I don't think so. It's all basically done at the same time. You turn your car in (outside) before you check-in (inside) and pick a dinner time.


----------



## pennyk (Jul 2, 2021)

There used to be (or still is) a shuttle in Sanford that would take passengers to downtown Sanford so they could grab something to eat and look around. I have no idea if Lorton has something similar.


----------



## George Harris (Jul 2, 2021)

One of the reasons for fast food carry outs. Stop and grab your food then check in while the kids munch.


----------



## PVD (Jul 2, 2021)

Are the food trucks set up?


----------



## JoanneW (Jul 2, 2021)

This trip report from 2015 mentions being able to do it, but since I've never read it anywhere else I don't know whether to believe it. Quoting: "Important tip: you can go to the station to check in _without_ handing over your car; keep left on the station access road. If you want to ensure a particular seat or dining time, arrive early and plan to do something else before boarding."


----------



## Palmland (Jul 3, 2021)

On our trip from Sanford in 2019 the attendant said we could park at the few spaces next to his vehicle check in booth then walk into the station to check in there with our tickets. We then returned to the car and had an excellent lunch in a German restaurant in town. We returned about 2 for vehicle check in and boarded shortly after. No idea if you can do this in Lorton.


----------



## cocojacoby (Jul 3, 2021)

Palmland said:


> On our trip from Sanford in 2019 the attendant said we could park at the few spaces next to his vehicle check in booth then walk into the station to check in there with our tickets. We then returned to the car and had an excellent lunch in a German restaurant in town. We returned about 2 for vehicle check in and boarded shortly after. No idea if you can do this in Lorton.

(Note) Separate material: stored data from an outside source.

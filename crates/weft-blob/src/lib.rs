#![warn(missing_docs)]

//! weft-blob: bulk binary transfer over the message bus.
//!
//! Large payloads (*blobs*) are carried as sequences of fragment messages
//! and reassembled at their final target. The engine in this crate owns
//! both directions of the transfer:
//! - outgoing: fragmenting a pluggable data source into fragment messages
//!   under a per-call message budget, honoring priorities and deadlines
//! - incoming: storing fragments through a pluggable target, tracking the
//!   covered ranges, requesting resends for gaps and delivering a single
//!   completion (or cancellation) callback per blob

/// The blob transfer engine.
pub mod engine;
/// File-backed blob I/O rooted under a directory.
pub mod file_io;
/// Source and target blob I/O traits and buffer implementations.
pub mod io;
/// Resource locator parsing for synthesized and file streams.
pub mod resource;
/// Synthesized byte stream sources.
pub mod streams;

pub use engine::{BlobEngine, BlobId, SendHandler, TargetIoFactory};
pub use file_io::{FileSource, FileTarget};
pub use io::{BlobInfo, BufferSource, BufferTarget, SourceBlobIo, TargetBlobIo};
pub use resource::{open_resource_source, ServerAddress};
pub use streams::{ConstantSource, RandomSource, SequenceSource};
impl BlobEngine {
    /// Creates an engine using custom envelope ids for fragment, resend
    /// and prepare messages.
    pub fn new(
        fragment_id: MessageId,
        resend_id: MessageId,
        prepare_id: MessageId,
        config: BlobConfig,
    ) -> Self {
        Self {
            fragment_id,
            resend_id,
            prepare_id,
            config,
            outgoing: Vec::new(),
            incoming: Vec::new(),
            finished: VecDeque::new(),
        }
    }

    /// Creates an engine speaking the bus special-message vocabulary.
    pub fn for_bus(config: BlobConfig) -> Self {
        Self::new(
            special::BLOB_FRAGMENT,
            special::BLOB_RESEND,
            special::BLOB_PREPARE,
            config,
        )
    }

    /// Returns true while any outgoing transfer still has work.
    pub fn has_outgoing(&self) -> bool {
        !self.outgoing.is_empty()
    }

    /// Returns true while any incoming transfer is pending.
    pub fn has_incoming(&self) -> bool {
        !self.incoming.is_empty()
    }

    /// Enqueues an outgoing transfer of the data provided by `io`.
    pub fn push_outgoing(
        &mut self,
        content_id: MessageId,
        source_id: EndpointId,
        target_id: EndpointId,
        blob_id: BlobId,
        mut io: Box<dyn SourceBlobIo>,
        max_time: Duration,
        priority: Priority,
    ) {
        let total_size = io.total_size();
        let mut todo = VecDeque::with_capacity(1);
        // An empty blob still sends one empty fragment so the target learns
        // the total size and completes
        todo.push_back((0, total_size));
        self.outgoing.push(OutgoingBlob {
            content_id,
            source_id,
            target_id,
            blob_id,
            io,
            total_size,
            todo,
            priority,
            max_time: Timeout::new(max_time),
            prepared: false,
            completed: false,
        });
    }

    /// Installs a receiver for an expected incoming transfer.
    pub fn expect_incoming(
        &mut self,
        content_id: MessageId,
        source_id: EndpointId,
        blob_id: BlobId,
        io: Box<dyn TargetBlobIo>,
        max_time: Duration,
    ) {
        self.incoming.push(IncomingBlob {
            content_id,
            source_id,
            target_id: weft_core::message::INVALID_ID,
            blob_id,
            io,
            total_size: None,
            covered: Vec::new(),
            priority: Priority::Normal,
            max_time: Timeout::new(max_time),
            resend_delay: Timeout::new(self.config.resend_delay),
        });
    }

    /// Cancels a pending incoming transfer, invoking its cancellation
    /// callback. Returns true when a transfer was found.
    pub fn cancel_incoming(&mut self, blob_id: BlobId) -> bool {
        let mut found = false;
        self.incoming.retain_mut(|blob| {
            if blob.blob_id == blob_id {
                blob.io.handle_cancelled();
                found = true;
                false
            } else {
                true
            }
        });
        found
    }

    /// Fragments and posts the highest-priority eligible outgoing transfer
    /// through `send`, limited to `max_messages` messages of at most
    /// `max_message_size` payload bytes each.
    pub fn process_outgoing(
        &mut self,
        send: SendHandler,
        max_message_size: usize,
        max_messages: usize,
    ) -> bool {
        if max_message_size <= FRAGMENT_OVERHEAD {
            return false;
        }
        let budget = max_message_size - FRAGMENT_OVERHEAD;

        let Some(index) = self
            .outgoing
            .iter()
            .enumerate()
            .filter(|(_, blob)| {
                !blob.max_time.is_expired() && (!blob.prepared || !blob.todo.is_empty())
            })
            .max_by_key(|(_, blob)| blob.priority)
            .map(|(index, _)| index)
        else {
            return false;
        };

        let blob = &mut self.outgoing[index];
        let mut sent = 0;
        let mut buffer = vec![0u8; budget];

        while sent < max_messages {
            if !blob.prepared {
                let prepare = BlobPrepareInfo {
                    content_id: blob.content_id,
                    blob_id: blob.blob_id,
                    total_size: blob.total_size,
                    info: Vec::new(),
                };
                let mut payload = Vec::new();
                if prepare.encode(&mut payload).is_err() {
                    break;
                }
                let mut message = Message::with_payload(payload);
                message.set_target_id(blob.target_id);
                message.set_source_id(blob.source_id);
                message.set_sequence_no(blob.blob_id);
                message.set_priority(blob.priority);
                if !send(self.prepare_id, &message) {
                    break;
                }
                blob.prepared = true;
                sent += 1;
                continue;
            }

            let Some((start, end)) = blob.todo.pop_front() else {
                break;
            };
            let window = ((end - start) as usize).min(budget);
            let fetched = blob.io.fetch_fragment(start, &mut buffer[..window]);
            if fetched < window && start + fetched as u64 != end {
                trace!(
                    blob = blob.blob_id,
                    offset = start,
                    "blob source provided a short fragment",
                );
            }

            let fragment = BlobFragment {
                content_id: blob.content_id,
                blob_id: blob.blob_id,
                offset: start,
                total_size: blob.total_size,
                data: Payload::from(&buffer[..fetched]),
            };
            let mut payload = Vec::with_capacity(FRAGMENT_OVERHEAD + fetched);
            if fragment.encode(&mut payload).is_err() {
                break;
            }
            let mut message = Message::with_payload(payload);
            message.set_target_id(blob.target_id);
            message.set_source_id(blob.source_id);
            message.set_sequence_no(blob.blob_id);
            message.set_priority(blob.priority);

            if !send(self.fragment_id, &message) {
                blob.todo.push_front((start, end));
                break;
            }
            sent += 1;

            let next = start + fetched as u64;
            if next < end {
                blob.todo.push_front((next, end));
            } else if fetched == 0 {
                // Source is exhausted; nothing more will come for this range
                break;
            }
        }

        // The transfer stays installed until its deadline so that resend
        // requests for lost fragments can still be served
        if blob.todo.is_empty() && blob.prepared && !blob.completed {
            blob.completed = true;
            debug!(
                blob = blob.blob_id,
                target = blob.target_id,
                size = blob.total_size,
                "finished sending blob",
            );
        }
        sent > 0
    }

    /// Feeds one received fragment, prepare or resend message into the
    /// engine. Returns true when the message was consumed.
    pub fn process_incoming(
        &mut self,
        factory: TargetIoFactory,
        msg_id: MessageId,
        message: &Message,
    ) -> bool {
        if msg_id == self.fragment_id {
            return self.handle_fragment(factory, message);
        }
        if msg_id == self.prepare_id {
            return self.handle_prepare(factory, message);
        }
        if msg_id == self.resend_id {
            return self.process_resend(message);
        }
        false
    }

    fn find_or_install_incoming(
        &mut self,
        factory: TargetIoFactory,
        content_id: MessageId,
        source_id: EndpointId,
        blob_id: BlobId,
        total_size: u64,
    ) -> Option<usize> {
        if let Some(index) = self
            .incoming
            .iter()
            .position(|blob| blob.source_id == source_id && blob.blob_id == blob_id)
        {
            return Some(index);
        }
        let io = factory(content_id, total_size)?;
        self.incoming.push(IncomingBlob {
            content_id,
            source_id,
            target_id: weft_core::message::INVALID_ID,
            blob_id,
            io,
            total_size: None,
            covered: Vec::new(),
            priority: Priority::Normal,
            max_time: Timeout::new(DEFAULT_INCOMING_MAX_TIME),
            resend_delay: Timeout::new(self.config.resend_delay),
        });
        Some(self.incoming.len() - 1)
    }

    fn handle_fragment(&mut self, factory: TargetIoFactory, message: &Message) -> bool {
        let fragment = match BlobFragment::decode(message.content()) {
            Ok(fragment) => fragment,
            Err(error) => {
                warn!(%error, "discarding undecodable blob fragment");
                return true;
            }
        };
        let Some(index) = self.find_or_install_incoming(
            factory,
            fragment.content_id,
            message.source_id,
            fragment.blob_id,
            fragment.total_size,
        ) else {
            return true;
        };

        let blob = &mut self.incoming[index];
        if !blob.content_id.is_valid() {
            blob.content_id = fragment.content_id;
        }
        match blob.total_size {
            Some(total) if total != fragment.total_size => {
                warn!(
                    blob = blob.blob_id,
                    expected = total,
                    received = fragment.total_size,
                    "mismatching blob total size in fragment",
                );
                return true;
            }
            _ => blob.total_size = Some(fragment.total_size),
        }
        blob.target_id = message.target_id;
        blob.priority = message.priority;
        blob.resend_delay.reset();

        let start = fragment.offset;
        let end = start + fragment.data.len() as u64;
        let info = blob.info();
        if blob.is_covered(start, end) {
            if !blob.io.check_stored(start, fragment.data.as_slice()) {
                warn!(blob = blob.blob_id, offset = start, "stored fragment mismatch");
            }
        } else {
            if !blob.io.store_fragment(start, fragment.data.as_slice(), &info) {
                warn!(blob = blob.blob_id, offset = start, "failed to store blob fragment");
                return true;
            }
            blob.insert_range(start, end);
        }
        true
    }

    fn handle_prepare(&mut self, factory: TargetIoFactory, message: &Message) -> bool {
        let prepare = match BlobPrepareInfo::decode(message.content()) {
            Ok(prepare) => prepare,
            Err(error) => {
                warn!(%error, "discarding undecodable blob prepare record");
                return true;
            }
        };
        let Some(index) = self.find_or_install_incoming(
            factory,
            prepare.content_id,
            message.source_id,
            prepare.blob_id,
            prepare.total_size,
        ) else {
            return true;
        };
        let blob = &mut self.incoming[index];
        if blob.total_size.is_none() {
            blob.total_size = Some(prepare.total_size);
        }
        blob.target_id = message.target_id;
        true
    }

    /// Handles a resend request for an outgoing transfer.
    pub fn process_resend(&mut self, message: &Message) -> bool {
        let request = match BlobResendRequest::decode(message.content()) {
            Ok(request) => request,
            Err(error) => {
                warn!(%error, "discarding undecodable blob resend request");
                return true;
            }
        };
        if let Some(blob) = self
            .outgoing
            .iter_mut()
            .find(|blob| blob.blob_id == request.blob_id && blob.target_id == message.source_id)
        {
            let start = request.offset.min(blob.total_size);
            let end = (request.offset + request.length).min(blob.total_size);
            if start < end {
                debug!(
                    blob = blob.blob_id,
                    offset = start,
                    length = end - start,
                    "re-dispatching requested blob window",
                );
                blob.todo.push_front((start, end));
            }
        }
        true
    }

    /// Completes every fully covered incoming transfer, invoking each
    /// target's finished callback exactly once. Returns the number of
    /// completed transfers.
    pub fn handle_complete(&mut self) -> usize {
        let mut completed = 0;
        let mut index = 0;
        while index < self.incoming.len() {
            if self.incoming[index].is_complete() {
                let mut blob = self.incoming.remove(index);
                let info = blob.info();
                blob.io.handle_finished(blob.content_id, &info);
                completed += 1;
                if let Some(bytes) = blob.io.take_buffer() {
                    let mut message = Message::with_payload(bytes);
                    message.set_source_id(blob.source_id);
                    message.set_target_id(blob.target_id);
                    message.set_sequence_no(blob.blob_id);
                    message.set_priority(blob.priority);
                    self.finished.push_back((blob.content_id, message));
                }
            } else {
                index += 1;
            }
        }
        completed
    }

    /// Drains finished buffered blobs as regular messages.
    pub fn fetch_all(&mut self, handler: &mut dyn FnMut(MessageId, &Message) -> bool) -> bool {
        let mut fetched = false;
        while let Some((msg_id, message)) = self.finished.pop_front() {
            fetched = true;
            handler(msg_id, &message);
        }
        fetched
    }

    /// Expires overdue transfers and requests resends for stale gaps.
    ///
    /// `send` is used to post resend requests toward blob senders.
    pub fn update(&mut self, send: SendHandler) -> bool {
        let mut worked = false;

        self.outgoing.retain(|blob| {
            if blob.max_time.is_expired() {
                warn!(blob = blob.blob_id, target = blob.target_id, "outgoing blob expired");
                worked = true;
                false
            } else {
                true
            }
        });

        let resend_id = self.resend_id;
        self.incoming.retain_mut(|blob| {
            if blob.max_time.is_expired() {
                warn!(blob = blob.blob_id, source = blob.source_id, "incoming blob expired");
                blob.io.handle_cancelled();
                worked = true;
                return false;
            }
            if blob.resend_delay.is_expired() {
                if let Some((start, end)) = blob.first_gap() {
                    let request = BlobResendRequest {
                        blob_id: blob.blob_id,
                        offset: start,
                        length: end - start,
                    };
                    let mut payload = Vec::new();
                    if request.encode(&mut payload).is_ok() {
                        let mut message = Message::with_payload(payload);
                        message.set_target_id(blob.source_id);
                        message.set_sequence_no(blob.blob_id);
                        message.set_priority(Priority::High);
                        worked |= send(resend_id, &message);
                    }
                }
                blob.resend_delay.reset();
            }
            true
        });

        worked
    }
}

Actually that is answered in the same article posted above:
"_Unlike Lorton, we had to check our car right away; there wasn't a bypass lane. However, there's a free shuttle bus to the Sanford historic district."_

That article also mentions a 4 PM check-in time for cars:
_"Since we didn't need to check our car until 4"
_
That's just wrong so I might not trust the accuracy of this article


----------



## Ryan (Jul 3, 2021)

Palmland said:


> We then returned to the car and had an excellent lunch in a German restaurant in town


 Are you talking about the place inside of the train station in Fredericksburg, or another establishment? I’ve had one of the best meals I’ve ever had there in Fredericksburg.


----------



## Palmland (Jul 3, 2021)

No, Ryan, our trip was northbound from Sanford. This is the Sanford restaurant I was referencing.


----------



## pennyk (Jul 3, 2021)

Palmland said:


> No, Ryan, our trip was northbound from Sanford. This is the Sanford restaurant I was referencing.


That restaurant is extremely popular here in Central Florida.


----------



## Dakota 400 (Jul 3, 2021)

Palmland said:


> No, Ryan, our trip was northbound from Sanford. This is the Sanford restaurant I was referencing.





pennyk said:


> That restaurant is extremely popular here in Central Florida.



I looked at their menu. So many delicious sounding dishes! I wish I had known about them when I took the Auto Train.


----------



## egurbi (Jul 4, 2021)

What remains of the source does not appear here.